Yesterday I went to a seminar sponsored by my work titled ‘Coming Back with Confidence’. It was a bunch of women who were all coming back to work after having had children and either to current jobs or ones looking for work. I’ve been really pushing myself to talk to new people because I just haven’t done that in months and months. Well we were supposed to go around the room and introduce ourselves and say how long we’d been away from work for.
This is where my nerves came in. I had four people in front of me and my heart was racing, I couldn’t breathe…I kept pretending to blow my nose when I was really wiping sneaky tears from my eyes. Should I tell everyone my secret? I’ve only said it out loud and only a handful of times. I spout about it online but it’s not the same when people can see you. I hide behind a keyboard and it’s easy to be me. But to say it to strangers, own it and be naked with it. I steadied myself and breathed as deeply as I could without making any noise and when it was my turn I became brave. I said that my name is Devon Young, I’m returning to work after 19 months leave. The first year raising my daughter Evie and the last 9 months dealing with breast cancer, of which is now gone.
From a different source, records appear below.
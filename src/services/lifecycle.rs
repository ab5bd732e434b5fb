use crate::domain::{Container, ContainerRuntime, SelectionSet, ServiceId, ServiceState};
use crate::error::{Error, Result};
use crate::services::outcome::{Outcome, ServiceOutcome};
use std::fmt;
use std::sync::Arc;
use tracing::{error, info, warn};

#[derive(Debug, Clone, Copy, PartialEq, Eq)]
pub enum Action {
    Start,
    Stop,
    Restart,
    Remove,
}

impl fmt::Display for Action {
    fn fmt(&self, f: &mut fmt::Formatter<'_>) -> fmt::Result {
        let verb = match self {
            Self::Start => "start",
            Self::Stop => "stop",
            Self::Restart => "restart",
            Self::Remove => "remove",
        };
        f.write_str(verb)
    }
}

/// List, start, stop, restart, remove and inspect logs of existing containers.
pub struct LifecycleController {
    runtime: Arc<dyn ContainerRuntime>,
}

impl LifecycleController {
    pub fn new(runtime: Arc<dyn ContainerRuntime>) -> Self {
        Self { runtime }
    }

    /// Always a fresh runtime query.
    pub fn list(&self) -> Result<Vec<Container>> {
        self.runtime.check_available()?;
        self.runtime.list_containers()
    }

    /// Applies `action` to every selected container, continuing past
    /// individual failures. `Remove` is unconditional; confirming it is the
    /// caller's job.
    pub fn act(&self, action: Action, selection: &SelectionSet) -> Result<Vec<ServiceOutcome>> {
        self.runtime.check_available()?;

        let outcomes = selection
            .iter()
            .map(|identifier| {
                let outcome = self.act_one(action, identifier);
                if let Some(e) = outcome.error() {
                    error!("Failed to {action} {identifier}: {e}");
                }
                outcome
            })
            .collect();

        Ok(outcomes)
    }

    /// Last `lines` log lines of exactly one container.
    pub fn logs(&self, selection: &SelectionSet, lines: usize) -> Result<String> {
        let identifier = selection
            .single()
            .ok_or(Error::AmbiguousSelection(selection.len()))?;

        self.runtime.check_available()?;

        let name = container_name(identifier);
        let container = self.runtime.get_container(name)?;
        if container.state == ServiceState::Absent {
            return Err(Error::NotFound(identifier.to_string()));
        }

        self.runtime.container_logs(name, lines)
    }

    /// Catalog identifiers act on every container of the entry; the first
    /// member failure is reported after the remaining members were tried.
    fn act_one(&self, action: Action, identifier: &str) -> ServiceOutcome {
        let mut members = Vec::new();
        for name in member_names(identifier) {
            match self.runtime.get_container(name) {
                Ok(container) => members.push(container),
                Err(e) => return ServiceOutcome::failed(identifier, e),
            }
        }

        if members.iter().all(|c| c.state == ServiceState::Absent) {
            return ServiceOutcome::failed(identifier, Error::NotFound(identifier.to_string()));
        }

        let targets: Vec<&Container> = members
            .iter()
            .filter(|c| match action {
                Action::Start => c.state == ServiceState::Stopped,
                Action::Stop => c.state == ServiceState::Running,
                Action::Restart | Action::Remove => c.state != ServiceState::Absent,
            })
            .collect();

        let mut failure = None;
        for container in &targets {
            if let Err(e) = self.apply(action, &container.name) {
                error!("Failed to {action} {}: {e}", container.name);
                failure.get_or_insert(e);
            }
        }

        // Only install can create a missing member.
        let missing = members.iter().find(|c| c.state == ServiceState::Absent);
        if let (Action::Start, Some(missing)) = (action, missing) {
            failure.get_or_insert(Error::NotFound(missing.name.clone()));
        }

        let outcome = match (failure, action, targets.is_empty()) {
            (Some(e), _, _) => Outcome::Failed(e),
            (None, Action::Start, true) => {
                warn!("{identifier} is already running");
                Outcome::AlreadyRunning
            }
            (None, Action::Stop, true) => {
                warn!("{identifier} is already stopped");
                Outcome::AlreadyStopped
            }
            (None, Action::Start, false) => Outcome::Started,
            (None, Action::Stop, false) => Outcome::Stopped,
            (None, Action::Restart, _) => Outcome::Restarted,
            (None, Action::Remove, _) => Outcome::Removed,
        };

        ServiceOutcome::new(identifier, outcome)
    }

    fn apply(&self, action: Action, name: &str) -> Result<()> {
        match action {
            Action::Start => {
                info!("Starting {name}...");
                self.runtime.start_container(name)
            }
            Action::Stop => {
                info!("Stopping {name}...");
                self.runtime.stop_container(name)
            }
            Action::Restart => {
                info!("Restarting {name}...");
                self.runtime.restart_container(name)
            }
            Action::Remove => {
                info!("Removing {name}...");
                self.runtime.remove_container(name)
            }
        }
    }
}

/// Logs target: catalog identifiers map to their primary container;
/// anything else is taken as a raw container name.
fn container_name(identifier: &str) -> &str {
    identifier
        .parse::<ServiceId>()
        .map(|id| id.definition().container)
        .unwrap_or(identifier)
}

fn member_names(identifier: &str) -> Vec<&str> {
    match identifier.parse::<ServiceId>() {
        Ok(id) => id.definition().containers.to_vec(),
        Err(_) => vec![identifier],
    }
}

#[cfg(test)]
mod tests {
    use super::*;
    use crate::services::outcome::any_failed;
    use crate::test_support::MockRuntime;

    fn create_test_controller() -> (LifecycleController, Arc<MockRuntime>) {
        let mock = Arc::new(MockRuntime::new());
        let controller = LifecycleController::new(mock.clone());
        (controller, mock)
    }

    fn selection(items: &[&str]) -> SelectionSet {
        items.iter().copied().collect()
    }

    #[test]
    fn list_reports_every_known_container() {
        let (controller, mock) = create_test_controller();
        mock.add_container("pihole", ServiceState::Running);
        mock.add_container("wikijs-db", ServiceState::Stopped);

        let containers = controller.list().unwrap();

        assert_eq!(containers.len(), 2);
        assert!(
            containers
                .iter()
                .any(|c| c.name == "pihole" && c.state == ServiceState::Running)
        );
        assert!(mock.get_commands().contains(&"list_containers".to_string()));
    }

    #[test]
    fn list_is_never_cached() {
        let (controller, mock) = create_test_controller();
        mock.add_container("pihole", ServiceState::Running);
        controller.list().unwrap();

        mock.add_container("pihole", ServiceState::Stopped);
        let containers = controller.list().unwrap();

        assert_eq!(containers[0].state, ServiceState::Stopped);
        assert_eq!(mock.count_commands("list_containers"), 2);
    }

    #[test]
    fn stop_all_stops_running_and_skips_stopped() {
        let (controller, mock) = create_test_controller();
        mock.add_container("pihole", ServiceState::Running);
        mock.add_container("portainer", ServiceState::Stopped);

        let outcomes = controller
            .act(Action::Stop, &selection(&["pihole", "portainer"]))
            .unwrap();

        assert!(matches!(outcomes[0].outcome, Outcome::Stopped));
        assert!(matches!(outcomes[1].outcome, Outcome::AlreadyStopped));
        assert_eq!(mock.get_state("pihole"), Some(ServiceState::Stopped));
        assert!(!mock.get_commands().contains(&"stop:portainer".to_string()));
    }

    #[test]
    fn start_fans_out_to_stopped_members_of_catalog_entry() {
        let (controller, mock) = create_test_controller();
        mock.add_container("monitoring-grafana", ServiceState::Stopped);
        mock.add_container("monitoring-prometheus", ServiceState::Stopped);
        mock.add_container("monitoring-node-exporter", ServiceState::Running);

        let outcomes = controller
            .act(Action::Start, &selection(&["monitoring"]))
            .unwrap();

        assert_eq!(outcomes.len(), 1);
        assert!(matches!(outcomes[0].outcome, Outcome::Started));
        assert_eq!(outcomes[0].service, "monitoring");
        assert_eq!(
            mock.get_state("monitoring-prometheus"),
            Some(ServiceState::Running)
        );
        assert!(
            !mock
                .get_commands()
                .contains(&"start:monitoring-node-exporter".to_string())
        );
    }

    #[test]
    fn stop_catalog_entry_stops_whole_stack() {
        let (controller, mock) = create_test_controller();
        for name in ServiceId::Monitoring.definition().containers {
            mock.add_container(name, ServiceState::Running);
        }

        let outcomes = controller
            .act(Action::Stop, &selection(&["monitoring"]))
            .unwrap();

        assert!(matches!(outcomes[0].outcome, Outcome::Stopped));
        for name in ServiceId::Monitoring.definition().containers {
            assert_eq!(mock.get_state(name), Some(ServiceState::Stopped), "{name}");
        }
    }

    #[test]
    fn remove_catalog_entry_removes_its_database() {
        let (controller, mock) = create_test_controller();
        mock.add_container("wikijs", ServiceState::Running);
        mock.add_container("wikijs-db", ServiceState::Running);

        let outcomes = controller
            .act(Action::Remove, &selection(&["wikijs"]))
            .unwrap();

        assert!(matches!(outcomes[0].outcome, Outcome::Removed));
        assert_eq!(mock.get_state("wikijs"), None);
        assert_eq!(mock.get_state("wikijs-db"), None);
    }

    #[test]
    fn member_failure_fails_identifier_but_other_members_still_act() {
        let (controller, mock) = create_test_controller();
        mock.add_container("passbolt", ServiceState::Running);
        mock.add_container("passbolt-db", ServiceState::Running);
        mock.set_fail_on("stop:passbolt");

        let outcomes = controller
            .act(Action::Stop, &selection(&["passbolt"]))
            .unwrap();

        assert!(matches!(
            outcomes[0].outcome,
            Outcome::Failed(Error::ExternalCommandFailure { .. })
        ));
        assert_eq!(mock.get_state("passbolt-db"), Some(ServiceState::Stopped));
    }

    #[test]
    fn start_with_absent_member_fails_naming_it() {
        let (controller, mock) = create_test_controller();
        mock.add_container("wikijs", ServiceState::Stopped);

        let outcomes = controller
            .act(Action::Start, &selection(&["wikijs"]))
            .unwrap();

        assert!(matches!(
            outcomes[0].outcome,
            Outcome::Failed(Error::NotFound(ref name)) if name == "wikijs-db"
        ));
        assert_eq!(mock.get_state("wikijs"), Some(ServiceState::Running));
    }

    #[test]
    fn unknown_container_fails_alone() {
        let (controller, mock) = create_test_controller();
        mock.add_container("adguard", ServiceState::Running);

        let outcomes = controller
            .act(Action::Restart, &selection(&["ghost", "adguard"]))
            .unwrap();

        assert!(matches!(
            outcomes[0].outcome,
            Outcome::Failed(Error::NotFound(_))
        ));
        assert!(matches!(outcomes[1].outcome, Outcome::Restarted));
        assert!(any_failed(&outcomes));
    }

    #[test]
    fn runtime_failure_on_one_container_continues_batch() {
        let (controller, mock) = create_test_controller();
        mock.add_container("pihole", ServiceState::Stopped);
        mock.add_container("adguard", ServiceState::Stopped);
        mock.set_fail_on("start:pihole");

        let outcomes = controller
            .act(Action::Start, &selection(&["pihole", "adguard"]))
            .unwrap();

        assert!(outcomes[0].is_failure());
        assert!(matches!(outcomes[1].outcome, Outcome::Started));
        assert_eq!(mock.get_state("adguard"), Some(ServiceState::Running));
    }

    #[test]
    fn remove_acts_unconditionally() {
        let (controller, mock) = create_test_controller();
        mock.add_container("uptime-kuma", ServiceState::Running);

        let outcomes = controller
            .act(Action::Remove, &selection(&["uptime-kuma"]))
            .unwrap();

        assert!(matches!(outcomes[0].outcome, Outcome::Removed));
        assert_eq!(mock.get_state("uptime-kuma"), None);
    }

    #[test]
    fn logs_reject_multiple_targets_without_touching_runtime() {
        let (controller, mock) = create_test_controller();
        mock.add_container("pihole", ServiceState::Running);
        mock.add_container("adguard", ServiceState::Running);

        let err = controller
            .logs(&selection(&["pihole", "adguard"]), 50)
            .unwrap_err();

        assert!(matches!(err, Error::AmbiguousSelection(2)));
        assert!(mock.get_commands().is_empty());
    }

    #[test]
    fn logs_return_requested_lines() {
        let (controller, mock) = create_test_controller();
        mock.add_container("pihole", ServiceState::Running);

        let text = controller.logs(&selection(&["pihole"]), 20).unwrap();

        assert!(text.contains("pihole"));
        assert!(mock.get_commands().contains(&"logs:pihole:20".to_string()));
    }

    #[test]
    fn logs_of_missing_container_is_not_found() {
        let (controller, _mock) = create_test_controller();

        let err = controller.logs(&selection(&["wikijs"]), 10).unwrap_err();

        assert!(matches!(err, Error::NotFound(ref s) if s == "wikijs"));
    }

    #[test]
    fn unavailable_runtime_is_fatal() {
        let (controller, mock) = create_test_controller();
        mock.set_unavailable();

        assert!(matches!(
            controller.act(Action::Stop, &selection(&["pihole"])),
            Err(Error::RuntimeUnavailable(_))
        ));
        assert!(matches!(
            controller.list(),
            Err(Error::RuntimeUnavailable(_))
        ));
    }
}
I felt relieved. I felt the eyes around me understand why my hair is so short, why I might be shy. One lady said I seemed so positive…
But I can’t stop thinking of my Grandma Mabel and how she always gave me so much strength. She used to tell my boyfriend’s about my hardships I’ve overcome, that I was her girl. I so wish she was still with us. I wish she could say those words to me again, to help take away my pain. Sometimes I think the cancer was easier to go through then this healing part. The trauma it leaves behind after it ravages you. The suffering you go through to survive. Sometimes it’s just all a bit too much.